Now let us abandon this fanciful world of my own imagination for the present day and the release of Caural's latest offering, Blurred July. If Stars was the plaything of a precocious child, then this EP is the sound of that child being taken by the wrist and intermingled with high society by its wealthy and influential benefactor (played to perfection by hepper-daily institution Chocolate Industries). After "Goodbye May Kasahara," a lovely, though not terribly imaginative, piece along the lines of the better and more coherent songs from Stars, we are jerked – not even coaxed – out of Caural's reverie and into that obligatory collaboration with an MC from the label's roster. Said track, "Blacktops & Plains," isn't done any favors by Diverse's scatterbrained and relatively bland flow, but fares no better with Mastoon's crunchy and abrasive background, which sounds little different from Prefuse 73's generally amelodic and repetitive ventures into hip-hop production (see the Urban Renewal Program).
As the EP continues, the Scott Herren connection rears its head more and more. Left to his own devices again on "Visuals," Mastoon sounds conflicted between his own passive, carefree dreamworld and the mechanical-sounding rigor that has come to embody the Chocolate Industries style. The track is reasonably pleasant thanks to its watery effects and jazzy overdubs, but the persistence of a disembodied breakbeat doesn't quite align right. The final track, a Savath & Savalas (Herren again) remix of "Sipping Snake Blood Wine" from Stars, is a nicely chilled affair which emphasizes the highlights of the original song, but Herren’s drunken handclaps threatens to outlast the novelty of Caural's lush backdrop. Fortunately, the S&S remix narrowly avoids outstaying its welcome, but by the conclusion of the EP one can't help but notice Chocolate/Warp conglomerate illuminati’s palpable influence.

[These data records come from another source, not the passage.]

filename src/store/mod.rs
//! SQLite-backed activity store.
//!
//! Two tables: `noted_dirs` (one row per directory known to have a notes
//! file, ordered for display by recency of visit) and `display_cache` (which
//! notes version each shell session has already seen). The store owns the
//! only connection; callers get it via dependency injection, never a global.
//!
//! Every mutation is a single SQL statement, so concurrent invocations from
//! different terminals are serialized by SQLite's own locking.

mod schema;

use anyhow::{Context, Result};
use rusqlite::{params, Connection};
use std::path::Path;

pub use schema::SCHEMA;

/// Whether an upsert advances `last_activity` on an existing row.
#[derive(Debug, Clone, Copy, PartialEq, Eq)]
pub enum ActivityPolicy {
    /// Keep the existing timestamp; new rows still default to now.
    /// Used by visit tracking and refresh so summary updates don't
    /// perturb recency ordering.
    Preserve,
    /// Reset `last_activity` to now whether or not the row existed.
    Touch,
}

#[derive(Debug, Clone, PartialEq, Eq)]
pub struct TrackedDir {
    pub dir_name: String,
    pub summary: Option<String>,
    /// Unix seconds of the last recorded visit.
    pub last_activity: i64,
}

pub struct NotesStore {
    conn: Connection,
}

impl NotesStore {
    pub fn open(path: &Path) -> Result<Self> {
        // Ensure parent directory exists
        if let Some(parent) = path.parent() {
            std::fs::create_dir_all(parent)
                .with_context(|| format!("creating {}", parent.display()))?;
        }

        let conn = Connection::open(path)
            .with_context(|| format!("opening database {}", path.display()))?;
        let store = Self { conn };
        store.init_schema()?;
        Ok(store)
    }

    fn init_schema(&self) -> Result<()> {
        self.conn.execute_batch(SCHEMA)?;
        Ok(())
    }

    // ============================================
    // TRACKED DIRECTORIES
    // ============================================

    /// Insert a directory or replace its summary.
    pub fn upsert(&self, dir: &str, summary: Option<&str>, policy: ActivityPolicy) -> Result<()> {
        let sql = match policy {
            ActivityPolicy::Preserve => {
                "INSERT INTO noted_dirs (dir_name, summary) VALUES (?, ?)
                 ON CONFLICT(dir_name) DO UPDATE SET summary = excluded.summary"
            }
            ActivityPolicy::Touch => {
                "INSERT INTO noted_dirs (dir_name, summary) VALUES (?, ?)
                 ON CONFLICT(dir_name) DO UPDATE SET
                     summary = excluded.summary,
                     last_activity = strftime('%s','now')"
            }
        };
        self.conn.execute(sql, params![dir, summary])?;
        Ok(())
    }

    /// Delete a directory's row. No error if absent.
    pub fn remove(&self, dir: &str) -> Result<()> {
        self.conn
            .execute("DELETE FROM noted_dirs WHERE dir_name = ?", params![dir])?;
        Ok(())
    }

    pub fn get(&self, dir: &str) -> Result<Option<TrackedDir>> {
        let result = self.conn.query_row(
            "SELECT dir_name, summary, last_activity FROM noted_dirs WHERE dir_name = ?",
            params![dir],
            |row| {
                Ok(TrackedDir {
                    dir_name: row.get(0)?,
                    summary: row.get(1)?,
                    last_activity: row.get(2)?,
                })
            },
        );

        match result {
            Ok(row) => Ok(Some(row)),
            Err(rusqlite::Error::QueryReturnedNoRows) => Ok(None),
            Err(e) => Err(e.into()),
        }
    }

    /// All tracked directories, most recently visited first.
    pub fn list(&self) -> Result<Vec<TrackedDir>> {
        let mut stmt = self.conn.prepare(
            "SELECT dir_name, summary, last_activity FROM noted_dirs
             ORDER BY last_activity DESC, dir_name",
        )?;

        let rows = stmt.query_map([], |row| {
            Ok(TrackedDir {
                dir_name: row.get(0)?,
                summary: row.get(1)?,
                last_activity: row.get(2)?,
            })
        })?;

        rows.collect::<Result<Vec<_>, _>>().map_err(Into::into)
    }

    // ============================================
    // SESSION DISPLAY CACHE
    // ============================================

    /// Purge cache rows older than `session_timeout` seconds. Runs before
    /// every lookup so an expired session can never produce a false match.
    pub fn evict_stale(&self, session_timeout: i64) -> Result<()> {
        self.conn.execute(
            "DELETE FROM display_cache
             WHERE display_timestamp < strftime('%s','now') - ?",
            params![session_timeout],
        )?;
        Ok(())
    }

    /// True iff this exact notes version was already shown in this session.
    pub fn was_displayed(&self, session_id: &str, dir: &str, notes_version: i64) -> Result<bool> {
        let result = self.conn.query_row(
            "SELECT 1 FROM display_cache
             WHERE session_id = ? AND dir_name = ? AND notes_timestamp = ?",
            params![session_id, dir, notes_version],
            |_| Ok(()),
        );

        match result {
            Ok(()) => Ok(true),
            Err(rusqlite::Error::QueryReturnedNoRows) => Ok(false),
            Err(e) => Err(e.into()),
        }
    }

    /// Upsert the cache row for `(session_id, dir)`. A newer notes version
    /// replaces the old one unconditionally.
    pub fn record_display(&self, session_id: &str, dir: &str, notes_version: i64) -> Result<()> {
        self.conn.execute(
            "INSERT INTO display_cache (session_id, dir_name, notes_timestamp)
             VALUES (?, ?, ?)
             ON CONFLICT(session_id, dir_name) DO UPDATE SET
                 notes_timestamp = excluded.notes_timestamp,
                 display_timestamp = strftime('%s','now')",
            params![session_id, dir, notes_version],
        )?;
        Ok(())
    }

    // ============================================
    // CHANGE DETECTION
    // ============================================

    /// Decide whether a note must be (re-)shown in this session.
    ///
    /// Ordering is evict, check, record. The record is written whether or
    /// not the note will be shown, so repeated prompt refreshes in an
    /// unchanged state stay quiet. Returns true iff no record matched the
    /// exact `(session_id, dir, notes_version)` triple.
    ///
    /// Callers must not invoke this for directories without a notes file.
    pub fn should_display(
        &self,
        session_id: &str,
        dir: &str,
        notes_version: i64,
        session_timeout: i64,
    ) -> Result<bool> {
        self.evict_stale(session_timeout)?;
        let seen = self.was_displayed(session_id, dir, notes_version)?;
        self.record_display(session_id, dir, notes_version)?;
        Ok(!seen)
    }
}
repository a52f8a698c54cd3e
//! Rm command implementation

use anyhow::Result;

use crate::notes;
use crate::store::NotesStore;
use crate::tracker::Tracker;

pub fn run(store: &NotesStore, notes_file: &str, dirs: Vec<String>) -> Result<()> {
    let tracker = Tracker::new(store, notes_file);

    // Removal proceeds whether or not the directory still exists
    for raw in dirs {
        let dir = match notes::resolve_dir(&raw) {
            Ok(dir) => dir,
            Err(_) => continue,
        };
        tracker.delete(std::slice::from_ref(&dir))?;
        println!("Removed notes for {}", dir.display());
    }

    Ok(())
}
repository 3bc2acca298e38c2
pub mod categories;
pub mod questions;
pub mod quizzes;
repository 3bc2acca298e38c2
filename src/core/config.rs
use std::env;

#[derive(Debug, Clone)]
pub struct Config {
    pub app: AppConfig,
    pub database: DatabaseConfig,
    pub swagger: SwaggerConfig,
}

#[derive(Debug, Clone)]
pub struct AppConfig {
    pub host: String,
    pub port: u16,
    pub cors_allowed_origins: Vec<String>,
}

#[derive(Debug, Clone)]
pub struct DatabaseConfig {
    pub url: String,
    pub max_connections: u32,
    pub min_connections: u32,
    pub acquire_timeout_secs: u64,
    pub idle_timeout_secs: u64,
    pub max_lifetime_secs: u64,
}

#[derive(Debug, Clone)]
pub struct SwaggerConfig {
    pub username: Option<String>,
    pub password: Option<String>,
    pub title: String,
    pub version: String,
    pub description: String,
}

impl Config {
    pub fn from_env() -> Result<Self, String> {
        // Load .env file if exists, ignore if not found (optional for production)
        if let Err(e) = dotenvy::dotenv() {
            // Only error if it's not "file not found" - that's acceptable
            if !e.to_string().contains("not found") {
                eprintln!("Warning: Error loading .env file: {}", e);
            }
        }

        Ok(Config {
            app: AppConfig::from_env()?,
            database: DatabaseConfig::from_env()?,
            swagger: SwaggerConfig::from_env()?,
        })
    }
}

impl AppConfig {
    pub fn from_env() -> Result<Self, String> {
        let host = env::var("HOST").unwrap_or_else(|_| "127.0.0.1".to_string());
        let port = env::var("PORT")
            .unwrap_or_else(|_| "5000".to_string())
            .parse::<u16>()
            .map_err(|e| format!("Invalid PORT: {}", e))?;

        // Parse CORS allowed origins from comma-separated string
        let cors_allowed_origins = env::var("CORS_ALLOWED_ORIGINS")
            .unwrap_or_else(|_| "*".to_string())
            .split(',')
            .map(|s| s.trim().to_string())
            .filter(|s| !s.is_empty())
            .collect();

        Ok(Self {
            host,
            port,
            cors_allowed_origins,
        })
    }

    pub fn server_address(&self) -> String {
        format!("{}:{}", self.host, self.port)
    }
}

impl DatabaseConfig {
    // Default values for database connection pool (conservative defaults for small-medium apps)
    const DEFAULT_MAX_CONNECTIONS: u32 = 10;
    const DEFAULT_MIN_CONNECTIONS: u32 = 1;
    const DEFAULT_ACQUIRE_TIMEOUT_SECS: u64 = 5;
    const DEFAULT_IDLE_TIMEOUT_SECS: u64 = 600; // 10 minutes
    const DEFAULT_MAX_LIFETIME_SECS: u64 = 1800; // 30 minutes

    pub fn from_env() -> Result<Self, String> {
        let url = env::var("DATABASE_URL").map_err(|_| "DATABASE_URL must be set".to_string())?;

        let max_connections = env::var("DB_MAX_CONNECTIONS")
            .unwrap_or_else(|_| Self::DEFAULT_MAX_CONNECTIONS.to_string())
            .parse::<u32>()
            .map_err(|_| "DB_MAX_CONNECTIONS must be a valid number".to_string())?;

        let min_connections = env::var("DB_MIN_CONNECTIONS")
            .unwrap_or_else(|_| Self::DEFAULT_MIN_CONNECTIONS.to_string())
            .parse::<u32>()
            .map_err(|_| "DB_MIN_CONNECTIONS must be a valid number".to_string())?;

        let acquire_timeout_secs = env::var("DB_ACQUIRE_TIMEOUT_SECS")
            .unwrap_or_else(|_| Self::DEFAULT_ACQUIRE_TIMEOUT_SECS.to_string())
            .parse::<u64>()
            .map_err(|_| "DB_ACQUIRE_TIMEOUT_SECS must be a valid number".to_string())?;

        let idle_timeout_secs = env::var("DB_IDLE_TIMEOUT_SECS")
            .unwrap_or_else(|_| Self::DEFAULT_IDLE_TIMEOUT_SECS.to_string())
            .parse::<u64>()
            .map_err(|_| "DB_IDLE_TIMEOUT_SECS must be a valid number".to_string())?;

        let max_lifetime_secs = env::var("DB_MAX_LIFETIME_SECS")
            .unwrap_or_else(|_| Self::DEFAULT_MAX_LIFETIME_SECS.to_string())
            .parse::<u64>()
            .map_err(|_| "DB_MAX_LIFETIME_SECS must be a valid number".to_string())?;

        Ok(Self {
            url,
            max_connections,
            min_connections,
            acquire_timeout_secs,
            idle_timeout_secs,
            max_lifetime_secs,
        })
    }
}

impl SwaggerConfig {
    pub fn from_env() -> Result<Self, String> {
        // Only use credentials if they are non-empty
        let username = env::var("SWAGGER_USERNAME").ok().filter(|s| !s.is_empty());
        let password = env::var("SWAGGER_PASSWORD").ok().filter(|s| !s.is_empty());
        let title = env::var("SWAGGER_TITLE").unwrap_or_else(|_| "Trivia API".to_string());
        let version = env::var("SWAGGER_VERSION").unwrap_or_else(|_| "0.1.0".to_string());
        let description = env::var("SWAGGER_DESCRIPTION")
            .unwrap_or_else(|_| "API documentation for the trivia question service".to_string());

        Ok(Self {
            username,
            password,
            title,
            version,
            description,
        })
    }

    /// Returns credentials in "username:password" format if auth is enabled
    pub fn credentials(&self) -> Option<String> {
        match (&self.username, &self.password) {
            (Some(user), Some(pass)) => Some(format!("{}:{}", user, pass)),
            _ => None,
        }
    }
}
use sqlx::FromRow;

/// Database model for a trivia category. Rows are seeded by the initial
/// migration and never mutated through the API.
#[derive(Debug, Clone, FromRow)]
pub struct Category {
    pub id: i32,
    #[sqlx(rename = "type")]
    pub category_type: String,
}
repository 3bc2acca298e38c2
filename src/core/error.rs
use axum::{
    http::StatusCode,
    response::{IntoResponse, Response},
    Json,
};
use thiserror::Error;

use crate::shared::types::ErrorResponse;

/// Application error taxonomy. Every variant maps to one of the fixed
/// wire-level error bodies; internals are logged, never exposed.
#[derive(Debug, Error)]
#[allow(dead_code)]
pub enum AppError {
    #[error("Database error: {0}")]
    Database(#[from] sqlx::Error),

    #[error("Resource not found")]
    NotFound,

    #[error("Bad request")]
    BadRequest,

    #[error("Method not allowed")]
    MethodNotAllowed,

    #[error("Unprocessable entity")]
    Unprocessable,

    #[error("Internal server error: {0}")]
    Internal(String),
}

impl AppError {
    /// Fixed message for each wire status, shared with the router fallbacks.
    pub fn message_for(status: StatusCode) -> &'static str {
        match status {
            StatusCode::BAD_REQUEST => "bad request",
            StatusCode::NOT_FOUND => "resource not found",
            StatusCode::METHOD_NOT_ALLOWED => "method not allowed",
            StatusCode::UNPROCESSABLE_ENTITY => "unprocessable Entity",
            _ => "internal server error",
        }
    }

    fn status(&self) -> StatusCode {
        match self {
            AppError::Database(_) | AppError::Internal(_) => StatusCode::INTERNAL_SERVER_ERROR,
            AppError::NotFound => StatusCode::NOT_FOUND,
            AppError::BadRequest => StatusCode::BAD_REQUEST,
            AppError::MethodNotAllowed => StatusCode::METHOD_NOT_ALLOWED,
            AppError::Unprocessable => StatusCode::UNPROCESSABLE_ENTITY,
        }
    }
}

impl IntoResponse for AppError {
    fn into_response(self) -> Response {
        match &self {
            AppError::Database(e) => {
                tracing::error!("Database error: {:?}", e);
            }
            AppError::Internal(msg) => {
                tracing::error!("Internal error: {}", msg);
            }
            _ => {}
        }

        let status = self.status();
        let body = Json(ErrorResponse::new(status));

        (status, body).into_response()
    }
}

pub type Result<T> = std::result::Result<T, AppError>;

As a piece of work standing alone, Blurred July is decidedly above average, but on a broader scale it seems to herald something dangerous. The Rhodes-soaked splendor of the pure Caural – the vintage stuff that presented Mastoon as that endearing child in the first place – is in satisfactory supply, but doesn't come off as fresh as it once did. Meanwhile, the points where he stretches to fit in with the Chocolate thang only sound derivative in comparison to the work of luminaries like Herren who more or less invented it, and thus their mentoring ends up somewhat damning. Still, worse things have happened, and the flaws of Blurred July are by no means irrevocable. As long as Caural stays innocent enough and doesn't get too jaded, things should be fine.